Applicative/Functional Programming
Expressions compose functions rather than values. Backus proposed three tiers of complexity in his Turing Award lecture:
- Simply functional language (fp): No state, limited names, finitely many functional forms, simple substitution semantics, algebraic laws
- Formal functional system (ffp): Extensible functional forms, functions represented by objects, translation of object representation to applicable form, formal semantics
- Applicative state transition system (ast): ffp plus mutable state and coarse-grained operations thereupon
Higher-order functions map one or more functions to a function.
Combinatory Logic
All you really need in life.
SKI Calculus
- I ≡ λx. x
- K ≡ λx, y. x
- S ≡ λx, y, z. (x z (y z))
Fixed-Point Combinators
Higher-order functions which compute the fixed points of their inputs. Curry's Y-combinator was the first:
- Y ≡ λf. (λx. f (x x)) (λx. f (x x)) (untyped λ-calculus)
- Y ≡ S (K (S I I)) (S (S (K S) K) (K (S I I))) (SKI calculus)
Divergence-free evaluation of the Y-combinator requires call-by-name semantics. Call-by-value semantics can make use of the Θv (Turing) or Z-combinators:
- Θv ≡ (λx. λy. (y (λz. x x y z))) (λx. λy. (y (λz. x x y z)))
- Z ≡ λf. (λx. f (λy. x x y)) (λx. f (λy. x x y)) (via η-expansion on Y)
The infinitely many fixed-point combinators of untyped λ-calculus are recursively enumerable.
Untyped λ-calculus
BNF grammar:
λ-term ::= λ-app | λ-abst | var
λ-app ::= λ-term λ-term
λ-abst ::= 'λvar.' λ-term
Two operators (function definition and application) upon one operand type (λ-expression).

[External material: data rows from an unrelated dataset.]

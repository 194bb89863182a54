//! On-chain token identity.

use core::fmt;
use core::hash::{Hash, Hasher};

use alloy_primitives::Address;

use super::{to_checksum, validate_and_parse_address, ChainId, Decimals};
use crate::error::{Result, SdkError};

/// A contract token on a specific chain.
///
/// Identity is `(chain_id, address)`: decimals, symbol and name are
/// metadata and take no part in equality or hashing. The address is held
/// as raw bytes, so differently-cased inputs for one contract compare equal.
///
/// # Examples
///
/// ```
/// use pairswap_sdk::domain::{ChainId, Token};
///
/// let dca = Token::parse(ChainId::MOONBEAM_TEST, "0x5b1869D9A4C187F2EAa108f3062412ecf0526b24", 18)
///     .expect("valid token")
///     .with_symbol("DCA")
///     .with_name("DCA Token");
/// let same = Token::parse(ChainId::MOONBEAM_TEST, "0x5b1869d9a4c187f2eaa108f3062412ecf0526b24", 6)
///     .expect("valid token");
///
/// assert_eq!(dca, same);
/// assert_eq!(dca.symbol(), Some("DCA"));
/// ```
#[derive(Debug, Clone)]
pub struct Token {
    chain_id: ChainId,
    address: Address,
    decimals: Decimals,
    symbol: Option<String>,
    name: Option<String>,
}

impl Token {
    /// Creates a token from an already-parsed address.
    #[must_use]
    pub const fn new(chain_id: ChainId, address: Address, decimals: Decimals) -> Self {
        Self {
            chain_id,
            address,
            decimals,
            symbol: None,
            name: None,
        }
    }

    /// Creates a token from a textual address and a raw decimals value.
    ///
    /// # Errors
    ///
    /// - [`SdkError::Parse`] if the address is malformed.
    /// - [`SdkError::OutOfRange`] if `decimals` does not fit in `uint8`.
    pub fn parse(chain_id: ChainId, address: &str, decimals: u32) -> Result<Self> {
        let address = validate_and_parse_address(address)?;
        let decimals = Decimals::new(decimals)?;
        Ok(Self::new(chain_id, address, decimals))
    }

    /// Attaches a ticker symbol.
    #[must_use]
    pub fn with_symbol(mut self, symbol: impl Into<String>) -> Self {
        self.symbol = Some(symbol.into());
        self
    }

    /// Attaches a display name.
    #[must_use]
    pub fn with_name(mut self, name: impl Into<String>) -> Self {
        self.name = Some(name.into());
        self
    }

    /// Returns the chain the token lives on.
    #[must_use]
    pub const fn chain_id(&self) -> ChainId {
        self.chain_id
    }

    /// Returns the contract address.
    #[must_use]
    pub const fn address(&self) -> Address {
        self.address
    }

    /// Returns the decimal places of the token's smallest unit.
    #[must_use]
    pub const fn decimals(&self) -> Decimals {
        self.decimals
    }

    /// Returns the ticker symbol, if known.
    #[must_use]
    pub fn symbol(&self) -> Option<&str> {
        self.symbol.as_deref()
    }

    /// Returns the display name, if known.
    #[must_use]
    pub fn name(&self) -> Option<&str> {
        self.name.as_deref()
    }

    /// Returns the address in EIP-55 checksum form.
    #[must_use]
    pub fn checksum_address(&self) -> String {
        to_checksum(&self.address)
    }

    /// Returns `true` if `self` is ordered before `other` in a pair.
    ///
    /// Tokens on one chain are ordered by the numeric value of their
    /// address, which is the big-endian byte order of the address.
    ///
    /// # Errors
    ///
    /// - [`SdkError::ChainMismatch`] if the tokens are on different chains.
    /// - [`SdkError::IdenticalAddresses`] if both tokens share an address.
    pub fn sorts_before(&self, other: &Self) -> Result<bool> {
        if self.chain_id != other.chain_id {
            return Err(SdkError::ChainMismatch {
                left: self.chain_id.get(),
                right: other.chain_id.get(),
            });
        }
        if self.address == other.address {
            return Err(SdkError::IdenticalAddresses);
        }
        Ok(self.address < other.address)
    }
}

impl PartialEq for Token {
    fn eq(&self, other: &Self) -> bool {
        self.chain_id == other.chain_id && self.address == other.address
    }
}

impl Eq for Token {}

impl Hash for Token {
    fn hash<H: Hasher>(&self, state: &mut H) {
        self.chain_id.hash(state);
        self.address.hash(state);
    }
}

impl fmt::Display for Token {
    fn fmt(&self, f: &mut fmt::Formatter<'_>) -> fmt::Result {
        match &self.symbol {
            Some(symbol) => write!(f, "{symbol}"),
            None => write!(f, "{}", self.checksum_address()),
        }
    }
}
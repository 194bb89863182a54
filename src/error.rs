//! Unified error types for the pair SDK.
//!
//! All fallible operations across the crate return [`SdkError`] as their
//! error type, so callers match on a single taxonomy whether the failure
//! came from parsing, arithmetic, token identity, or pool math.

use thiserror::Error;

/// Every failure mode reported by the crate.
///
/// None of these are transient: they describe a violated precondition,
/// so nothing is retried internally.
#[derive(Debug, Clone, PartialEq, Eq, Error)]
pub enum SdkError {
    /// A value is negative or does not fit the declared unsigned bit width.
    #[error("value is outside the uint{bits} range")]
    OutOfRange {
        /// Declared bit width (8 for decimals, 256 for amounts).
        bits: u32,
    },

    /// Two operands belong to different chains.
    #[error("chain id mismatch: {left} vs {right}")]
    ChainMismatch {
        /// Chain id of the left-hand operand.
        left: u64,
        /// Chain id of the right-hand operand.
        right: u64,
    },

    /// Arithmetic or comparison between amounts or prices of different tokens.
    #[error("operands refer to different tokens")]
    TokenMismatch,

    /// The queried token is not one of the pair's two tokens.
    #[error("token is not part of this pair")]
    UnrelatedToken,

    /// Two tokens that must differ share one address.
    #[error("tokens share the same address")]
    IdenticalAddresses,

    /// A reserve on the relevant side is zero or too small for the request.
    #[error("insufficient liquidity")]
    InsufficientLiquidity,

    /// A zero, negative, or otherwise unusable amount.
    #[error("invalid amount: {0}")]
    InvalidAmount(&'static str),

    /// Malformed numeric or address input.
    #[error("parse error: {0}")]
    Parse(&'static str),

    /// A rational with a zero denominator was requested.
    #[error("division by zero")]
    DivisionByZero,

    /// An unusable precision argument (significant digits, decimal places).
    #[error("invalid precision: {0}")]
    InvalidPrecision(&'static str),

    /// No configuration is registered for the chain id.
    #[error("unsupported chain id {0}")]
    UnsupportedChain(u64),

    /// A chain registry document could not be loaded.
    #[error("invalid configuration: {0}")]
    InvalidConfiguration(String),
}

/// Crate-wide result alias.
pub type Result<T> = core::result::Result<T, SdkError>;
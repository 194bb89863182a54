//! Explicit rounding mode for exact-to-decimal conversions.

/// Rounding mode applied when an exact rational is turned into a
/// fixed-decimal string or an integer.
///
/// Intermediate computation always stays exact; a `Rounding` is only
/// consulted at that boundary. The default is [`Rounding::Down`].
///
/// # Examples
///
/// ```
/// use pairswap_sdk::domain::Rounding;
///
/// assert_eq!(Rounding::default(), Rounding::Down);
/// ```
#[derive(Debug, Clone, Copy, PartialEq, Eq, Hash, Default)]
pub enum Rounding {
    /// Round towards zero (truncate).
    #[default]
    Down,
    /// Round to nearest; ties go away from zero.
    HalfUp,
    /// Round away from zero.
    Up,
}
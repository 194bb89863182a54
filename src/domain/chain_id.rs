//! Numeric chain identifier.

use core::fmt;

/// Identifier of the network a token or pool lives on.
///
/// Any `u64` is accepted; the associated constants name the networks the
/// built-in [`ChainRegistry`](crate::config::ChainRegistry) knows about.
///
/// # Examples
///
/// ```
/// use pairswap_sdk::domain::ChainId;
///
/// assert_eq!(ChainId::MOONBEAM_TEST.get(), 1287);
/// assert_eq!(ChainId::from(1), ChainId::MAINNET);
/// ```
#[derive(Debug, Clone, Copy, PartialEq, Eq, PartialOrd, Ord, Hash)]
pub struct ChainId(u64);

impl ChainId {
    /// Ethereum mainnet.
    pub const MAINNET: Self = Self(1);
    /// Ropsten testnet.
    pub const ROPSTEN: Self = Self(3);
    /// BNB Smart Chain testnet.
    pub const BINANCE_TEST: Self = Self(97);
    /// Moonbase Alpha (Moonbeam testnet).
    pub const MOONBEAM_TEST: Self = Self(1287);

    /// Wraps a raw chain id.
    #[must_use]
    pub const fn new(value: u64) -> Self {
        Self(value)
    }

    /// Returns the raw chain id.
    #[must_use]
    pub const fn get(&self) -> u64 {
        self.0
    }
}

impl From<u64> for ChainId {
    fn from(value: u64) -> Self {
        Self(value)
    }
}

impl fmt::Display for ChainId {
    fn fmt(&self, f: &mut fmt::Formatter<'_>) -> fmt::Result {
        write!(f, "{}", self.0)
    }
}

- Function definition: (λboundparam. body)
- Function application: function(actualparam)
The body is made up of free and bound variables. Those not present in the λ's list of bound variables are free. A λ-expression with no free variables is closed (closed expressions are equivalent in power to combinatory logic). Changing the names of bound variables within a λ-expression preserves ɑ-equivalence.

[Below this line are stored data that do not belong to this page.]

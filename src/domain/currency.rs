//! Currency identity: native gas currencies and contract tokens.
//!
//! A chain has exactly one native currency, which has no contract address.
//! Rather than a base class with a protected singleton, the two kinds are
//! variants of [`Currency`]; the canonical native value for a chain comes
//! from [`ChainRegistry::native_currency`](crate::config::ChainRegistry::native_currency).

use core::fmt;
use core::hash::{Hash, Hasher};

use super::{ChainId, Decimals, Token};

/// Behaviour shared by everything that can denominate an amount or price.
pub trait CurrencyLike: Clone + PartialEq + fmt::Debug {
    /// Decimal places of the smallest unit.
    fn decimals(&self) -> Decimals;

    /// Ticker symbol, if known.
    fn symbol(&self) -> Option<&str>;

    /// Display name, if known.
    fn name(&self) -> Option<&str>;
}

/// The native gas currency of one chain (ETH, GLMR, BNB, ...).
///
/// Two native currencies are equal when they belong to the same chain.
#[derive(Debug, Clone)]
pub struct NativeCurrency {
    chain_id: ChainId,
    decimals: Decimals,
    symbol: String,
    name: String,
}

impl NativeCurrency {
    /// Describes the native currency of `chain_id`.
    #[must_use]
    pub fn new(
        chain_id: ChainId,
        decimals: Decimals,
        symbol: impl Into<String>,
        name: impl Into<String>,
    ) -> Self {
        Self {
            chain_id,
            decimals,
            symbol: symbol.into(),
            name: name.into(),
        }
    }

    /// Returns the chain this currency is native to.
    #[must_use]
    pub const fn chain_id(&self) -> ChainId {
        self.chain_id
    }
}

impl PartialEq for NativeCurrency {
    fn eq(&self, other: &Self) -> bool {
        self.chain_id == other.chain_id
    }
}

impl Eq for NativeCurrency {}

impl Hash for NativeCurrency {
    fn hash<H: Hasher>(&self, state: &mut H) {
        self.chain_id.hash(state);
    }
}

impl CurrencyLike for NativeCurrency {
    fn decimals(&self) -> Decimals {
        self.decimals
    }

    fn symbol(&self) -> Option<&str> {
        Some(&self.symbol)
    }

    fn name(&self) -> Option<&str> {
        Some(&self.name)
    }
}

impl CurrencyLike for Token {
    fn decimals(&self) -> Decimals {
        Token::decimals(self)
    }

    fn symbol(&self) -> Option<&str> {
        Token::symbol(self)
    }

    fn name(&self) -> Option<&str> {
        Token::name(self)
    }
}

/// Any fungible asset: a chain's native currency or a contract token.
///
/// # Examples
///
/// ```
/// use pairswap_sdk::domain::{ChainId, Currency, Decimals, NativeCurrency};
///
/// let glmr = Currency::from(NativeCurrency::new(
///     ChainId::MOONBEAM_TEST,
///     Decimals::EIGHTEEN,
///     "GLMR",
///     "Glimmer",
/// ));
/// assert!(glmr.is_native());
/// assert_eq!(glmr.chain_id(), ChainId::MOONBEAM_TEST);
/// ```
#[derive(Debug, Clone, PartialEq, Eq, Hash)]
pub enum Currency {
    /// The chain's native gas currency.
    Native(NativeCurrency),
    /// A contract token.
    Token(Token),
}

impl Currency {
    /// Returns the chain the currency belongs to.
    #[must_use]
    pub fn chain_id(&self) -> ChainId {
        match self {
            Self::Native(native) => native.chain_id(),
            Self::Token(token) => token.chain_id(),
        }
    }

    /// Returns `true` for the native variant.
    #[must_use]
    pub const fn is_native(&self) -> bool {
        matches!(self, Self::Native(_))
    }

    /// Returns the token if this is a contract token.
    #[must_use]
    pub const fn as_token(&self) -> Option<&Token> {
        match self {
            Self::Token(token) => Some(token),
            Self::Native(_) => None,
        }
    }
}

impl CurrencyLike for Currency {
    fn decimals(&self) -> Decimals {
        match self {
            Self::Native(native) => native.decimals(),
            Self::Token(token) => token.decimals(),
        }
    }

    fn symbol(&self) -> Option<&str> {
        match self {
            Self::Native(native) => CurrencyLike::symbol(native),
            Self::Token(token) => token.symbol(),
        }
    }

    fn name(&self) -> Option<&str> {
        match self {
            Self::Native(native) => CurrencyLike::name(native),
            Self::Token(token) => token.name(),
        }
    }
}

impl From<Token> for Currency {
    fn from(token: Token) -> Self {
        Self::Token(token)
    }
}

impl From<NativeCurrency> for Currency {
    fn from(native: NativeCurrency) -> Self {
        Self::Native(native)
    }
}

impl fmt::Display for Currency {
    fn fmt(&self, f: &mut fmt::Formatter<'_>) -> fmt::Result {
        match self {
            Self::Native(native) => write!(f, "{}", native.symbol),
            Self::Token(token) => write!(f, "{token}"),
        }
    }
}

#[cfg(test)]
#[allow(clippy::panic)]
mod tests {
    use super::*;

    fn glmr() -> NativeCurrency {
        NativeCurrency::new(ChainId::MOONBEAM_TEST, Decimals::EIGHTEEN, "GLMR", "Glimmer")
    }

    fn dca() -> Token {
        let Ok(t) = Token::parse(
            ChainId::MOONBEAM_TEST,
            "0x5b1869D9A4C187F2EAa108f3062412ecf0526b24",
            18,
        ) else {
            panic!("valid token");
        };
        t.with_symbol("DCA")
    }

    #[test]
    fn native_equality_is_per_chain() {
        let other = NativeCurrency::new(ChainId::MAINNET, Decimals::EIGHTEEN, "ETH", "Ether");
        assert_eq!(glmr(), glmr());
        assert_ne!(glmr(), other);
    }

    #[test]
    fn native_never_equals_token() {
        let native = Currency::from(glmr());
        let token = Currency::from(dca());
        assert_ne!(native, token);
    }

    #[test]
    fn metadata_through_trait() {
        let native = Currency::from(glmr());
        assert_eq!(native.decimals(), Decimals::EIGHTEEN);
        assert_eq!(native.symbol(), Some("GLMR"));
        assert_eq!(native.name(), Some("Glimmer"));

        let token = Currency::from(dca());
        assert_eq!(token.symbol(), Some("DCA"));
        assert_eq!(token.name(), None);
    }

    #[test]
    fn as_token() {
        assert!(Currency::from(glmr()).as_token().is_none());
        assert_eq!(Currency::from(dca()).as_token(), Some(&dca()));
    }

    #[test]
    fn display() {
        assert_eq!(Currency::from(glmr()).to_string(), "GLMR");
        assert_eq!(Currency::from(dca()).to_string(), "DCA");
    }
}
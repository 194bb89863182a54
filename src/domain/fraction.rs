//! Exact rational numbers.

use core::fmt;
use core::ops::{Add, Mul, Sub};

use num_bigint::BigInt;
use num_rational::BigRational;
use num_traits::{Signed, Zero};

use super::{Decimals, Rounding};
use crate::error::{Result, SdkError};
use crate::math::{to_fixed, to_significant};

/// An exact rational number.
///
/// Always held in lowest terms with a positive denominator, so derived
/// equality, ordering and hashing are exact: `2/4 == 1/2`.
///
/// # Examples
///
/// ```
/// use pairswap_sdk::domain::{Fraction, Rounding};
///
/// let third = Fraction::new(1, 3).expect("non-zero denominator");
/// let sum = third.clone() + third;
/// assert_eq!(sum, Fraction::new(2, 3).expect("non-zero denominator"));
/// assert_eq!(sum.to_significant(3, Rounding::HalfUp).as_deref(), Ok("0.667"));
/// ```
#[derive(Debug, Clone, PartialEq, Eq, PartialOrd, Ord, Hash)]
pub struct Fraction(BigRational);

impl Fraction {
    /// Creates `numerator / denominator`.
    ///
    /// # Errors
    ///
    /// Returns [`SdkError::DivisionByZero`] if `denominator` is zero.
    pub fn new(numerator: impl Into<BigInt>, denominator: impl Into<BigInt>) -> Result<Self> {
        let denominator = denominator.into();
        if denominator.is_zero() {
            return Err(SdkError::DivisionByZero);
        }
        Ok(Self(BigRational::new(numerator.into(), denominator)))
    }

    /// Creates the fraction `value / 1`.
    #[must_use]
    pub fn from_integer(value: impl Into<BigInt>) -> Self {
        Self(BigRational::from_integer(value.into()))
    }

    /// Creates `numerator / 10^decimals`, the whole-unit value of a raw
    /// amount.
    #[must_use]
    pub fn from_scaled(numerator: impl Into<BigInt>, decimals: Decimals) -> Self {
        Self(BigRational::new(
            numerator.into(),
            BigInt::from(decimals.scale()),
        ))
    }

    /// Numerator in lowest terms.
    #[must_use]
    pub fn numerator(&self) -> &BigInt {
        self.0.numer()
    }

    /// Denominator in lowest terms; always positive.
    #[must_use]
    pub fn denominator(&self) -> &BigInt {
        self.0.denom()
    }

    /// Integer part, truncated towards zero.
    #[must_use]
    pub fn quotient(&self) -> BigInt {
        self.0.to_integer()
    }

    /// What is left after removing [`quotient`](Self::quotient).
    #[must_use]
    pub fn remainder(&self) -> Self {
        Self(self.0.fract())
    }

    /// Returns `true` if the value is zero.
    #[must_use]
    pub fn is_zero(&self) -> bool {
        self.0.is_zero()
    }

    /// Returns `true` if the value is below zero.
    #[must_use]
    pub fn is_negative(&self) -> bool {
        self.0.is_negative()
    }

    /// Returns `1 / self`.
    ///
    /// # Errors
    ///
    /// Returns [`SdkError::DivisionByZero`] if `self` is zero.
    pub fn invert(&self) -> Result<Self> {
        if self.is_zero() {
            return Err(SdkError::DivisionByZero);
        }
        Ok(Self(self.0.recip()))
    }

    /// Returns `self / other`.
    ///
    /// # Errors
    ///
    /// Returns [`SdkError::DivisionByZero`] if `other` is zero.
    pub fn checked_div(&self, other: &Self) -> Result<Self> {
        if other.is_zero() {
            return Err(SdkError::DivisionByZero);
        }
        Ok(Self(&self.0 / &other.0))
    }

    /// Formats to `significant_digits` significant digits.
    ///
    /// # Errors
    ///
    /// Returns [`SdkError::InvalidPrecision`] if `significant_digits` is zero
    /// or exceeds [`MAX_DISPLAY_PRECISION`](crate::math::MAX_DISPLAY_PRECISION).
    pub fn to_significant(&self, significant_digits: u32, rounding: Rounding) -> Result<String> {
        to_significant(self.numerator(), self.denominator(), significant_digits, rounding)
    }

    /// Formats with exactly `decimal_places` fractional digits.
    ///
    /// # Errors
    ///
    /// Returns [`SdkError::InvalidPrecision`] if `decimal_places` exceeds
    /// [`MAX_DISPLAY_PRECISION`](crate::math::MAX_DISPLAY_PRECISION).
    pub fn to_fixed(&self, decimal_places: u32, rounding: Rounding) -> Result<String> {
        to_fixed(self.numerator(), self.denominator(), decimal_places, rounding)
    }
}

impl From<BigInt> for Fraction {
    fn from(value: BigInt) -> Self {
        Self::from_integer(value)
    }
}

impl Add for Fraction {
    type Output = Self;

    fn add(self, rhs: Self) -> Self {
        Self(self.0 + rhs.0)
    }
}

impl Sub for Fraction {
    type Output = Self;

    fn sub(self, rhs: Self) -> Self {
        Self(self.0 - rhs.0)
    }
}

impl Mul for Fraction {
    type Output = Self;

    fn mul(self, rhs: Self) -> Self {
        Self(self.0 * rhs.0)
    }
}

impl<'a> Mul<&'a Fraction> for &'a Fraction {
    type Output = Fraction;

    fn mul(self, rhs: &'a Fraction) -> Fraction {
        Fraction(&self.0 * &rhs.0)
    }
}

impl fmt::Display for Fraction {
    fn fmt(&self, f: &mut fmt::Formatter<'_>) -> fmt::Result {
        write!(f, "{}/{}", self.numerator(), self.denominator())
    }
}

The integers (or any countably infinite set) can be represented via the Church encoding (or Mogensen-Scott, or others):
- 0 ≡ λf. λx. x
- 1 ≡ λf. λx. f x
- 2 ≡ λf. λx. f (f x)
- 3 ≡ λf. λx. f (f (f x))
- n ≡ λf. λx. fnx
The Church booleans take two arguments, and evaluate to one of them:
- true ≡ λa. λb . a
- false ≡ λa. λb . b
Some basic operations:
- plus ≡ λm. λn. λf. λx. m f (n f x) (from f(m + n)(x) = fm(fn(x)))

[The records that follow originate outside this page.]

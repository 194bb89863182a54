//! Constant-product pool math and the [`Pair`] entity.
//!
//! | Item | Purpose |
//! |------|---------|
//! | [`Pair`] | canonical reserves, prices, swap and liquidity quotes |
//! | [`get_amount_out`] / [`get_amount_in`] | raw-integer swap math |
//! | [`compute_pair_address`] | CREATE2 pool address |

mod address;
mod pair;
mod swap_math;

#[cfg(test)]
#[allow(clippy::panic)]
mod proptest_properties;

pub use address::compute_pair_address;
pub use pair::{Pair, LIQUIDITY_TOKEN_NAME, LIQUIDITY_TOKEN_SYMBOL};
pub use swap_math::{
    get_amount_in, get_amount_out, FEE_DENOMINATOR, FEE_NUMERATOR, MINIMUM_LIQUIDITY,
};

- succ ≡ λn. λf. λx. f (n f x) (β-equivalent to (plus 1) for a defined 1)
- mult ≡ λm. λn. λf. n (m f) (from f(m * n) = (fm)n)
Common syntactic sugar:
- Left-associative application as implicit parentheses
- Use of definitions (allowing identifiers to stand in as λ-expressions)
- Currying: (λx, y. x + y) rather than (λx. (λy. x + y))
- Numeric literals rather than Church encoding